Because the AVs would be represented in the edit log already, I thought it seemed extraneous to have a separate log for them. However, AVs can change independently of their corresponding entities, so my initial idea is flawed because it wouldn't store updates to AVs. My first thought is that AV changes could trigger the creation of a new log entry for their corresponding entity model, but if the number of changes to store is low enough, updating multiple AVs on an entity could completely wipe out its edit history.

Now I'm thinking the most straightforward way is to store the entity logs like I was planning and also keep logs of AV updates so they could be reverted independently. That way, every change is tracked and a series of AV updates can't wipe out the entity's edit history.

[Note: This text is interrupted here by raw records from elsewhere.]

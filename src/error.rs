use thiserror::Error;

use crate::agent::RejectReason;

/// Malformed job payload: the bytes on the wire do not decode into what the
/// reader expects. Never retried; it means a protocol or version mismatch.
#[derive(Error, Debug, Clone, PartialEq, Eq)]
pub enum WireError {
    #[error("malformed job payload: needed {needed} bytes, {remaining} remaining")]
    Truncated { needed: usize, remaining: usize },

    #[error("malformed job payload: length {0} is out of range")]
    LengthOverflow(u64),

    #[error("malformed job payload: string is not valid UTF-8")]
    InvalidUtf8,

    #[error("malformed job payload: unknown job kind {0}")]
    UnknownJobKind(u8),

    #[error("malformed job payload: unknown frame tag {0:#04x}")]
    UnknownFrame(u8),

    #[error("malformed job payload: unexpected frame tag {0:#04x}")]
    UnexpectedFrame(u8),

    #[error("malformed job payload: unknown message level {0}")]
    InvalidLevel(u8),

    #[error("malformed job payload: unknown service status {0}")]
    UnknownServiceStatus(i32),

    #[error("malformed job payload: unknown rejection reason {0}")]
    UnknownRejectReason(u8),
}

/// Failures of the interpreter capability driven by the script engine.
#[derive(Error, Debug)]
pub enum HostError {
    #[error("failed to start interpreter: {0}")]
    Spawn(#[source] std::io::Error),

    #[error("interpreter I/O error: {0}")]
    Io(#[from] std::io::Error),

    #[error("script failed: {0}")]
    ScriptFailed(String),

    #[error("interpreter protocol error: {0}")]
    Protocol(String),

    #[error("session has already been disposed")]
    SessionDisposed,
}

/// A job ran (or tried to) and failed. Cancellation is never reported here.
#[derive(Error, Debug)]
pub enum JobError {
    #[error("{0}")]
    Execution(String),

    #[error(transparent)]
    Host(#[from] HostError),
}

/// Errors seen by the caller when dispatching a job to an agent.
#[derive(Error, Debug)]
pub enum DispatchError {
    #[error("transport error: {0}")]
    Io(#[from] std::io::Error),

    #[error(transparent)]
    MalformedPayload(#[from] WireError),

    /// The agent refused the job before running it.
    #[error("agent rejected job: {message}")]
    Rejected {
        reason: RejectReason,
        message: String,
    },

    #[error("job failed: {0}")]
    Execution(String),

    #[error("agent closed the connection before the job completed")]
    ConnectionClosed,

    #[error("timed out connecting to agent")]
    Timeout,
}

pub type Result<T> = std::result::Result<T, DispatchError>;
use clap::{Parser, ValueEnum};
use serde::Serialize;
use std::collections::{BTreeMap, HashMap};
use std::net::{IpAddr, SocketAddr};
use std::path::PathBuf;
use tracing_subscriber::EnvFilter;

use script_agent::agent::{AgentClient, AgentServer};
use script_agent::config::{AgentConfig, ClientConfig, HostConfig};
use script_agent::job::{JobOutcome, LogMessage, MessageLevel};
use script_agent::script::{extract_variables, ExecuteScriptJob, ScriptResult};
use script_agent::service::ControlServiceJob;
use script_agent::shutdown::install_shutdown_handler;

#[derive(Parser, Debug)]
#[command(name = "script-agent")]
#[command(version)]
#[command(about = "Run PowerShell scripts and service operations on a remote agent")]
#[command(propagate_version = true)]
struct Args {
    #[command(subcommand)]
    command: Commands,
}

#[derive(clap::Subcommand, Debug)]
enum Commands {
    /// Start an agent that executes dispatched jobs
    Agent(AgentArgs),

    /// Execute a script on an agent
    Exec {
        #[command(flatten)]
        client: ClientArgs,

        #[command(flatten)]
        exec: ExecArgs,
    },

    /// Start or stop a service on an agent
    Service {
        #[command(flatten)]
        client: ClientArgs,

        #[command(subcommand)]
        command: ServiceCommands,
    },
}

// =============================================================================
// Agent Arguments
// =============================================================================

#[derive(Parser, Debug)]
struct AgentArgs {
    /// Address to bind
    #[arg(long, default_value = "127.0.0.1")]
    bind: IpAddr,

    /// Port to listen on
    #[arg(long, default_value = "47100")]
    port: u16,

    /// PowerShell executable used to run scripts
    #[arg(long, default_value = "pwsh")]
    pwsh: PathBuf,

    /// Maximum number of jobs executing at once
    #[arg(long, default_value = "8")]
    max_jobs: usize,
}

// =============================================================================
// Client Arguments (shared by exec and service commands)
// =============================================================================

#[derive(Parser, Debug)]
struct ClientArgs {
    /// Agent address
    #[arg(long, short = 'a', default_value = "127.0.0.1:47100")]
    addr: String,

    /// Output format
    #[arg(long, short = 'o', default_value = "table")]
    output: OutputFormat,
}

#[derive(Debug, Clone, ValueEnum)]
enum OutputFormat {
    Table,
    Json,
}

#[derive(Parser, Debug)]
struct ExecArgs {
    /// Script text to execute
    #[arg(long, conflicts_with = "file", required_unless_present = "file")]
    script: Option<String>,

    /// Read the script from a file
    #[arg(long)]
    file: Option<PathBuf>,

    /// Show the script's debug stream
    #[arg(long)]
    debug: bool,

    /// Show the script's verbose stream
    #[arg(long)]
    verbose: bool,

    /// Return the script's output lines in the result
    #[arg(long)]
    collect_output: bool,

    /// Do not log each output object as it is produced
    #[arg(long)]
    no_log_output: bool,

    /// Context variable (NAME=VALUE); only variables the script references are sent
    #[arg(long = "var", value_parser = parse_key_value)]
    variables: Vec<(String, String)>,

    /// Script parameter (NAME=VALUE)
    #[arg(long = "param", value_parser = parse_key_value)]
    parameters: Vec<(String, String)>,

    /// Variable to read back after the script finishes
    #[arg(long = "out-var")]
    output_variables: Vec<String>,

    /// Log what would run without dispatching anything
    #[arg(long)]
    dry_run: bool,
}

#[derive(clap::Subcommand, Debug)]
enum ServiceCommands {
    /// Start a service
    Start {
        name: String,

        /// Return once the start request is accepted
        #[arg(long)]
        no_wait: bool,
    },

    /// Stop a service
    Stop {
        name: String,

        /// Return once the stop request is accepted
        #[arg(long)]
        no_wait: bool,
    },
}

// =============================================================================
// JSON Output Structs
// =============================================================================

#[derive(Serialize)]
struct ScriptOutput {
    exit_code: Option<i32>,
    output: Vec<String>,
    output_variables: BTreeMap<String, Option<String>>,
}

impl From<ScriptResult> for ScriptOutput {
    fn from(result: ScriptResult) -> Self {
        Self {
            exit_code: result.exit_code,
            output_variables: result
                .output_variables
                .iter()
                .map(|(name, value)| (name.to_string(), value.map(str::to_string)))
                .collect(),
            output: result.output,
        }
    }
}

#[derive(Serialize)]
struct ServiceOutput {
    service: String,
    action: &'static str,
    cancelled: bool,
}

// =============================================================================
// Helper Functions
// =============================================================================

fn parse_key_value(s: &str) -> Result<(String, String), String> {
    match s.split_once('=') {
        Some((key, value)) if !key.is_empty() => Ok((key.to_string(), value.to_string())),
        _ => Err(format!("expected NAME=VALUE, got '{s}'")),
    }
}

fn init_tracing() {
    tracing_subscriber::fmt()
        .with_env_filter(
            EnvFilter::try_from_default_env().unwrap_or_else(|_| EnvFilter::new("info")),
        )
        .with_writer(std::io::stderr)
        .init();
}

/// Re-emit a message logged by a job on the agent.
fn forward_log(message: LogMessage) {
    match message.level {
        MessageLevel::Debug => tracing::debug!(target: "agent", "{}", message.message),
        MessageLevel::Information => tracing::info!(target: "agent", "{}", message.message),
        MessageLevel::Warning => tracing::warn!(target: "agent", "{}", message.message),
        MessageLevel::Error => tracing::error!(target: "agent", "{}", message.message),
    }
}

// =============================================================================
// Agent Implementation
// =============================================================================

async fn run_agent(args: AgentArgs) -> Result<(), Box<dyn std::error::Error>> {
    let config = AgentConfig::new(SocketAddr::new(args.bind, args.port))
        .with_max_concurrent_jobs(args.max_jobs)
        .with_host(HostConfig::default().with_program(args.pwsh));

    tracing::info!(
        listen_addr = %config.listen_addr,
        pwsh = %config.host.program.display(),
        "Starting script agent"
    );

    let shutdown = install_shutdown_handler();
    AgentServer::with_system_backends(config).run(shutdown).await?;
    Ok(())
}

// =============================================================================
// Client Command Handlers
// =============================================================================

async fn handle_exec(
    client_args: ClientArgs,
    args: ExecArgs,
) -> Result<(), Box<dyn std::error::Error>> {
    let script_text = match (args.script, args.file) {
        (Some(script), _) => script,
        (None, Some(path)) => tokio::fs::read_to_string(&path).await?,
        (None, None) => return Err("either --script or --file is required".into()),
    };

    let context: HashMap<String, String> = args.variables.into_iter().collect();
    let job = ExecuteScriptJob {
        variables: extract_variables(&script_text, &context),
        script_text,
        debug_logging: args.debug,
        verbose_logging: args.verbose,
        collect_output: args.collect_output,
        log_output: !args.no_log_output,
        parameters: args.parameters.into_iter().collect(),
        output_variables: args.output_variables,
    };

    if args.dry_run {
        tracing::info!(
            addr = %client_args.addr,
            variables = ?job.variables.keys().collect::<Vec<_>>(),
            parameters = ?job.parameters.keys().collect::<Vec<_>>(),
            "Simulation mode: script would be executed"
        );
        return Ok(());
    }

    let client = AgentClient::new(ClientConfig::new(client_args.addr));
    let cancel = install_shutdown_handler();
    let outcome = client.execute(&job, &cancel, forward_log).await?;

    let JobOutcome::Completed(result) = outcome else {
        eprintln!("Job cancelled");
        std::process::exit(1);
    };
    if let Some(exit_code) = result.exit_code {
        tracing::info!("Script exit code: {}", exit_code);
    }

    match client_args.output {
        OutputFormat::Json => {
            println!("{}", serde_json::to_string_pretty(&ScriptOutput::from(result))?);
        }
        OutputFormat::Table => {
            if let Some(exit_code) = result.exit_code {
                println!("Exit Code: {}", exit_code);
            }
            if !result.output.is_empty() {
                println!("Output:");
                for line in &result.output {
                    println!("  {}", line);
                }
            }
            if !result.output_variables.is_empty() {
                println!("Variables:");
                for (name, value) in result.output_variables.iter() {
                    match value {
                        Some(value) => println!("  {:<20} {}", name, value),
                        None => println!("  {:<20} (unset)", name),
                    }
                }
            }
        }
    }
    Ok(())
}

async fn handle_service(
    client_args: ClientArgs,
    command: ServiceCommands,
) -> Result<(), Box<dyn std::error::Error>> {
    let (job, action) = match command {
        ServiceCommands::Start { name, no_wait } => {
            tracing::info!("Starting service {}...", name);
            (ControlServiceJob::start(name, !no_wait), "start")
        }
        ServiceCommands::Stop { name, no_wait } => {
            tracing::info!("Stopping service {}...", name);
            (ControlServiceJob::stop(name, !no_wait), "stop")
        }
    };

    let client = AgentClient::new(ClientConfig::new(client_args.addr));
    let cancel = install_shutdown_handler();
    let outcome = client.execute(&job, &cancel, forward_log).await?;

    match client_args.output {
        OutputFormat::Json => {
            let output = ServiceOutput {
                service: job.service_name,
                action,
                cancelled: outcome.is_cancelled(),
            };
            println!("{}", serde_json::to_string_pretty(&output)?);
        }
        OutputFormat::Table => {
            if outcome.is_cancelled() {
                println!("Service {} {}: cancelled", job.service_name, action);
            } else {
                println!("Service {} {}: done", job.service_name, action);
            }
        }
    }
    Ok(())
}

// =============================================================================
// Main Entry Point
// =============================================================================

#[tokio::main]
async fn main() -> Result<(), Box<dyn std::error::Error>> {
    let args = Args::parse();
    init_tracing();

    match args.command {
        Commands::Agent(agent_args) => {
            run_agent(agent_args).await?;
        }
        Commands::Exec { client, exec } => {
            handle_exec(client, exec).await?;
        }
        Commands::Service { client, command } => {
            handle_service(client, command).await?;
        }
    }

    Ok(())
}
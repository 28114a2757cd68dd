use tokio::signal::unix::{signal, SignalKind};
use tokio_util::sync::CancellationToken;

/// Install a shutdown handler that listens for SIGTERM and SIGINT.
///
/// Returns a `CancellationToken` that is cancelled when either signal is received.
/// The agent uses it to stop accepting connections and cancel running jobs;
/// the caller uses it to cancel the job it dispatched.
pub fn install_shutdown_handler() -> CancellationToken {
    let token = CancellationToken::new();
    let token_clone = token.clone();

    tokio::spawn(async move {
        wait_for_signal().await;
        token_clone.cancel();
    });

    token
}

async fn wait_for_signal() {
    let (mut sigterm, mut sigint) = match (
        signal(SignalKind::terminate()),
        signal(SignalKind::interrupt()),
    ) {
        (Ok(sigterm), Ok(sigint)) => (sigterm, sigint),
        (Err(e), _) | (_, Err(e)) => {
            tracing::warn!(error = %e, "Failed to install signal handlers, falling back to Ctrl-C");
            if let Err(e) = tokio::signal::ctrl_c().await {
                tracing::error!(error = %e, "Failed to listen for Ctrl-C");
                std::future::pending::<()>().await;
            }
            tracing::info!("Received Ctrl-C, initiating graceful shutdown");
            return;
        }
    };

    tokio::select! {
        _ = sigterm.recv() => {
            tracing::info!("Received SIGTERM, initiating graceful shutdown");
        }
        _ = sigint.recv() => {
            tracing::info!("Received SIGINT, initiating graceful shutdown");
        }
    }
}
//! Service control: start or stop an operating-system service on the agent
//! and optionally wait for it to reach the requested state.

mod job;
pub mod systemd;

use std::fmt;

use async_trait::async_trait;

use crate::error::{JobError, WireError};

pub use job::ControlServiceJob;
pub use systemd::SystemdServiceManager;

#[derive(Debug, Clone, Copy, PartialEq, Eq, Hash)]
pub enum ServiceStatus {
    Stopped,
    StartPending,
    StopPending,
    Running,
    ContinuePending,
    PausePending,
    Paused,
}

impl ServiceStatus {
    pub fn code(self) -> i32 {
        match self {
            ServiceStatus::Stopped => 1,
            ServiceStatus::StartPending => 2,
            ServiceStatus::StopPending => 3,
            ServiceStatus::Running => 4,
            ServiceStatus::ContinuePending => 5,
            ServiceStatus::PausePending => 6,
            ServiceStatus::Paused => 7,
        }
    }

    pub fn from_code(code: i32) -> Result<Self, WireError> {
        match code {
            1 => Ok(ServiceStatus::Stopped),
            2 => Ok(ServiceStatus::StartPending),
            3 => Ok(ServiceStatus::StopPending),
            4 => Ok(ServiceStatus::Running),
            5 => Ok(ServiceStatus::ContinuePending),
            6 => Ok(ServiceStatus::PausePending),
            7 => Ok(ServiceStatus::Paused),
            other => Err(WireError::UnknownServiceStatus(other)),
        }
    }
}

impl fmt::Display for ServiceStatus {
    fn fmt(&self, f: &mut fmt::Formatter<'_>) -> fmt::Result {
        match self {
            ServiceStatus::Stopped => write!(f, "Stopped"),
            ServiceStatus::StartPending => write!(f, "StartPending"),
            ServiceStatus::StopPending => write!(f, "StopPending"),
            ServiceStatus::Running => write!(f, "Running"),
            ServiceStatus::ContinuePending => write!(f, "ContinuePending"),
            ServiceStatus::PausePending => write!(f, "PausePending"),
            ServiceStatus::Paused => write!(f, "Paused"),
        }
    }
}

/// The agent's view of the operating system's service manager.
#[async_trait]
pub trait ServiceManager: Send + Sync {
    async fn status(&self, name: &str) -> Result<ServiceStatus, JobError>;

    /// Request a start; returns once the request is accepted.
    async fn start(&self, name: &str) -> Result<(), JobError>;

    /// Request a stop; returns once the request is accepted.
    async fn stop(&self, name: &str) -> Result<(), JobError>;

    /// Whether the service failed since the last start request.
    ///
    /// Lets a waiting start notice a failure that happened between polls.
    async fn has_failed(&self, _name: &str) -> Result<bool, JobError> {
        Ok(false)
    }
}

akeym commented 10 years ago

I'm not sure the monolithic method is a bad idea, I mean, if someone is deliberately trying to cover their change by doing it 5 times or more or whatever the threshold is... then oh well, I'm not sure we'd care at that point

On Tue, Jul 15, 2014 at 3:49 PM, zeeman notifications@github.com wrote:

Hm, actually that's kind of tricky. What I meant was that an object's serialized representation includes the contents of its attribute set like so:

    {
        "created": "2013-11-07T12:48:45",
        "id": 13,
        "modified": "2013-11-07T12:48:45",
        "name": "voledev",
        "systemav_set": [
            {
                "attribute": "Hardware type",
                "id": "https://cyder.nws.oregonstate.edu/api/v1/core/system/attributes/16/",
                "value": "VM"
            },
            {
                "attribute": "Operating system",
                "id": "https://cyder.nws.oregonstate.edu/api/v1/core/system/attributes/17/",
                "value": "Linux"
            }
        ]
    }

Because the AVs would be represented in the edit log already, I thought it seemed extraneous to have a separate log for them. However, AVs can change independently of their corresponding entities, so my initial idea is flawed because it wouldn't store updates to AVs. My first thought is that AV changes could trigger the creation of a new log entry for their corresponding entity model, but if the number of changes to store is low enough, updating multiple AVs on an entity could completely wipe out its edit history.

Now I'm thinking the most straightforward way is to store the entity logs like I was planning and also keep logs of AV updates so they could be reverted independently. That way, every change is tracked and a series of AV updates can't wipe out the entity's edit history.

— Reply to this email directly or view it on GitHub https://github.com/OSU-Net/cyder/issues/690#issuecomment-49103275.

zeeman commented 10 years ago

Well, my concern is less about bad actors and more about dumb actors. Ex: someone makes a stupid change on an object and subsequently alters all of its attributes, causing the log of the last good version to be deleted. Still, given that most objects seem to have a handful of attributes at most, this could probably be avoided just by limiting the number of log entries to 10 or so.

akeym commented 10 years ago

I suppose that depends on how often saves happen from the user... Which it appears we still edit em one at a time. le sigh. which I guess does make the problem you mention a realistic one.

On Tue, Jul 15, 2014 at 3:57 PM, zeeman notifications@github.com wrote:

Well, my concern is less about bad actors and more about dumb actors. Ex: someone makes a stupid change on an object and subsequently alters all of its attributes, causing the last valid log to be deleted. Still, given that most objects seem to have a handful of attributes at most, this could probably be avoided just by limiting the number of log entries to 10 or so.

— Reply to this email directly or view it on GitHub https://github.com/OSU-Net/cyder/issues/690#issuecomment-49103950.

zeeman commented 10 years ago

I think even some kind of bulk update feature would still trigger multiple save events, since each AV is a distinct model entity in the ORM's view. There would probably be some hackery involved in grouping multiple AV changes so they wouldn't each create a separate log entry. Plus, it's not even a feature yet. Seems like separate logs for entities and AV's are the safest way to go for now.